**MATERIALS PROVIDED:**
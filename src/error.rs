//! Errors raised while assembling the formatting-object model.

use core::fmt;

/// Formatting-object model construction error.
#[derive(Clone, Debug, PartialEq, Eq)]
pub enum FoError {
    /// A node was opened under a parent that cannot contain it.
    InvalidChild {
        parent: &'static str,
        child: &'static str,
    },
    /// Text was added outside a block or inline.
    TextOutsideBlock { parent: &'static str },
    /// `end` was called with no open node.
    UnbalancedEnd,
    /// `finish` was called with nodes still open.
    UnclosedNodes(usize),
    /// An id attribute was set with no open node.
    NoOpenNode,
    /// Two masters share a name.
    DuplicateMaster(String),
    /// A reference names no known master.
    UnknownMaster(String),
    /// A page-sequence-master has no subsequence specifiers.
    EmptySequenceMaster(String),
    /// Two nodes share an id.
    DuplicateId(String),
}

impl fmt::Display for FoError {
    fn fmt(&self, f: &mut fmt::Formatter<'_>) -> fmt::Result {
        match self {
            Self::InvalidChild { parent, child } => {
                write!(f, "{} is not a valid child of {}", child, parent)
            }
            Self::TextOutsideBlock { parent } => {
                write!(f, "text is not allowed directly inside {}", parent)
            }
            Self::UnbalancedEnd => write!(f, "end called with no open formatting object"),
            Self::UnclosedNodes(count) => {
                write!(f, "{} formatting object(s) left open at finish", count)
            }
            Self::NoOpenNode => write!(f, "id set with no open formatting object"),
            Self::DuplicateMaster(name) => write!(f, "duplicate master name '{}'", name),
            Self::UnknownMaster(name) => write!(f, "no master named '{}'", name),
            Self::EmptySequenceMaster(name) => {
                write!(f, "page-sequence-master '{}' has no subsequences", name)
            }
            Self::DuplicateId(id) => write!(f, "duplicate id '{}'", id),
        }
    }
}

impl std::error::Error for FoError {}
//! Text engine: splits a text run into word segments and materializes them.
//!
//! A segment is a run of breakable spaces followed by a word. A space run
//! between two words of the same text run is split in half: the first half
//! trails the previous word, the second half leads the next one, so either
//! side can be dropped independently when a line ends or starts there. A
//! space run at either end of the text run belongs entirely to the adjacent
//! word.

use fo_stream::{FontState, Length, MinOptMax, TextTraits};

use crate::area::{InlineArea, Space, Word};
use crate::context::{
    BreakFlags, BreakPoss, ContextFlags, LayoutContext, ManagerId, Position, SpaceCount,
};
use crate::fonts::{hyphenation_offsets, FontMetrics, Hyphenator};
use crate::line::InlineSink;

/// Collaborators the text engine measures and hyphenates with.
pub(crate) struct TextEnv<'a> {
    pub metrics: &'a dyn FontMetrics,
    pub hyphenator: &'a dyn Hyphenator,
    pub hyphenation_enabled: bool,
    pub hyphen_char: char,
}

const SOFT_HYPHEN: char = '\u{00AD}';

fn is_break_char(ch: char) -> bool {
    matches!(ch, '-' | '/' | '\u{2010}' | '\u{2013}' | '\u{2014}')
}

/// Recorded word segment.
#[derive(Clone, Debug, PartialEq, Eq)]
pub(crate) struct TextSegment {
    pub word_start: usize,
    pub word_end: usize,
    /// Where the following segment starts.
    pub next_offset: usize,
    /// The following segment owns the second half of a split space run.
    pub split_next: bool,
    /// Leading space counted in this segment's size.
    pub lead_part: MinOptMax,
    /// Natural width of the whole leading space run.
    pub lead_full: Length,
    pub lead_spaces: u32,
    /// Trailing space counted in this segment's size.
    pub trail_part: MinOptMax,
    /// Width of the trailing space area; non-zero only at the end of a run.
    pub trail_area: Length,
    pub trail_spaces: u32,
    pub word_width: Length,
    pub height: Length,
    pub flags: BreakFlags,
}

impl TextSegment {
    pub fn size(&self) -> MinOptMax {
        if self.flags.contains(BreakFlags::SPACE_ONLY) {
            self.lead_part
        } else {
            self.lead_part + MinOptMax::fixed(self.word_width) + self.trail_part
        }
    }

    fn break_poss(&self, position: Position) -> BreakPoss {
        let mut bp = BreakPoss::new(position, self.size());
        bp.leading = self.lead_part;
        bp.trailing = self.trail_part;
        bp.height = self.height;
        bp.spaces = SpaceCount {
            leading: self.lead_spaces,
            trailing: self.trail_spaces,
        };
        bp.flags = self.flags;
        bp
    }
}

/// Which space areas of an inline break are visible on its line.
///
/// Returns `(leading, trailing)`.
pub(crate) fn space_visibility(
    flags: BreakFlags,
    first_suppressed: bool,
    is_last: bool,
) -> (bool, bool) {
    let space_only = flags.contains(BreakFlags::SPACE_ONLY);
    let leading = !first_suppressed && !(is_last && space_only);
    let trailing = !is_last;
    (leading, trailing)
}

**DIRECTIONS:** Reproduce the full set of entries above exactly, without dropping a line.

**RESPONSE:**
filename src/error.rs
//! Errors raised while assembling the formatting-object model.

use core::fmt;

/// Formatting-object model construction error.
#[derive(Clone, Debug, PartialEq, Eq)]
pub enum FoError {
    /// A node was opened under a parent that cannot contain it.
    InvalidChild {
        parent: &'static str,
        child: &'static str,
    },
    /// Text was added outside a block or inline.
    TextOutsideBlock { parent: &'static str },
    /// `end` was called with no open node.
    UnbalancedEnd,
    /// `finish` was called with nodes still open.
    UnclosedNodes(usize),
    /// An id attribute was set with no open node.
    NoOpenNode,
    /// Two masters share a name.
    DuplicateMaster(String),
    /// A reference names no known master.
    UnknownMaster(String),
    /// A page-sequence-master has no subsequence specifiers.
    EmptySequenceMaster(String),
    /// Two nodes share an id.
    DuplicateId(String),
}

impl fmt::Display for FoError {
    fn fmt(&self, f: &mut fmt::Formatter<'_>) -> fmt::Result {
        match self {
            Self::InvalidChild { parent, child } => {
                write!(f, "{} is not a valid child of {}", child, parent)
            }
            Self::TextOutsideBlock { parent } => {
                write!(f, "text is not allowed directly inside {}", parent)
            }
            Self::UnbalancedEnd => write!(f, "end called with no open formatting object"),
            Self::UnclosedNodes(count) => {
                write!(f, "{} formatting object(s) left open at finish", count)
            }
            Self::NoOpenNode => write!(f, "id set with no open formatting object"),
            Self::DuplicateMaster(name) => write!(f, "duplicate master name '{}'", name),
            Self::UnknownMaster(name) => write!(f, "no master named '{}'", name),
            Self::EmptySequenceMaster(name) => {
                write!(f, "page-sequence-master '{}' has no subsequences", name)
            }
            Self::DuplicateId(id) => write!(f, "duplicate id '{}'", id),
        }
    }
}

impl std::error::Error for FoError {}
//! Text engine: splits a text run into word segments and materializes them.
//!
//! A segment is a run of breakable spaces followed by a word. A space run
//! between two words of the same text run is split in half: the first half
//! trails the previous word, the second half leads the next one, so either
//! side can be dropped independently when a line ends or starts there. A
//! space run at either end of the text run belongs entirely to the adjacent
//! word.

use fo_stream::{FontState, Length, MinOptMax, TextTraits};

use crate::area::{InlineArea, Space, Word};
use crate::context::{
    BreakFlags, BreakPoss, ContextFlags, LayoutContext, ManagerId, Position, SpaceCount,
};
use crate::fonts::{hyphenation_offsets, FontMetrics, Hyphenator};
use crate::line::InlineSink;

/// Collaborators the text engine measures and hyphenates with.
pub(crate) struct TextEnv<'a> {
    pub metrics: &'a dyn FontMetrics,
    pub hyphenator: &'a dyn Hyphenator,
    pub hyphenation_enabled: bool,
    pub hyphen_char: char,
}

const SOFT_HYPHEN: char = '\u{00AD}';

fn is_break_char(ch: char) -> bool {
    matches!(ch, '-' | '/' | '\u{2010}' | '\u{2013}' | '\u{2014}')
}

/// Recorded word segment.
#[derive(Clone, Debug, PartialEq, Eq)]
pub(crate) struct TextSegment {
    pub word_start: usize,
    pub word_end: usize,
    /// Where the following segment starts.
    pub next_offset: usize,
    /// The following segment owns the second half of a split space run.
    pub split_next: bool,
    /// Leading space counted in this segment's size.
    pub lead_part: MinOptMax,
    /// Natural width of the whole leading space run.
    pub lead_full: Length,
    pub lead_spaces: u32,
    /// Trailing space counted in this segment's size.
    pub trail_part: MinOptMax,
    /// Width of the trailing space area; non-zero only at the end of a run.
    pub trail_area: Length,
    pub trail_spaces: u32,
    pub word_width: Length,
    pub height: Length,
    pub flags: BreakFlags,
}

impl TextSegment {
    pub fn size(&self) -> MinOptMax {
        if self.flags.contains(BreakFlags::SPACE_ONLY) {
            self.lead_part
        } else {
            self.lead_part + MinOptMax::fixed(self.word_width) + self.trail_part
        }
    }

    fn break_poss(&self, position: Position) -> BreakPoss {
        let mut bp = BreakPoss::new(position, self.size());
        bp.leading = self.lead_part;
        bp.trailing = self.trail_part;
        bp.height = self.height;
        bp.spaces = SpaceCount {
            leading: self.lead_spaces,
            trailing: self.trail_spaces,
        };
        bp.flags = self.flags;
        bp
    }
}

/// Which space areas of an inline break are visible on its line.
///
/// Returns `(leading, trailing)`.
pub(crate) fn space_visibility(
    flags: BreakFlags,
    first_suppressed: bool,
    is_last: bool,
) -> (bool, bool) {
    let space_only = flags.contains(BreakFlags::SPACE_ONLY);
    let leading = !first_suppressed && !(is_last && space_only);
    let trailing = !is_last;
    (leading, trailing)
}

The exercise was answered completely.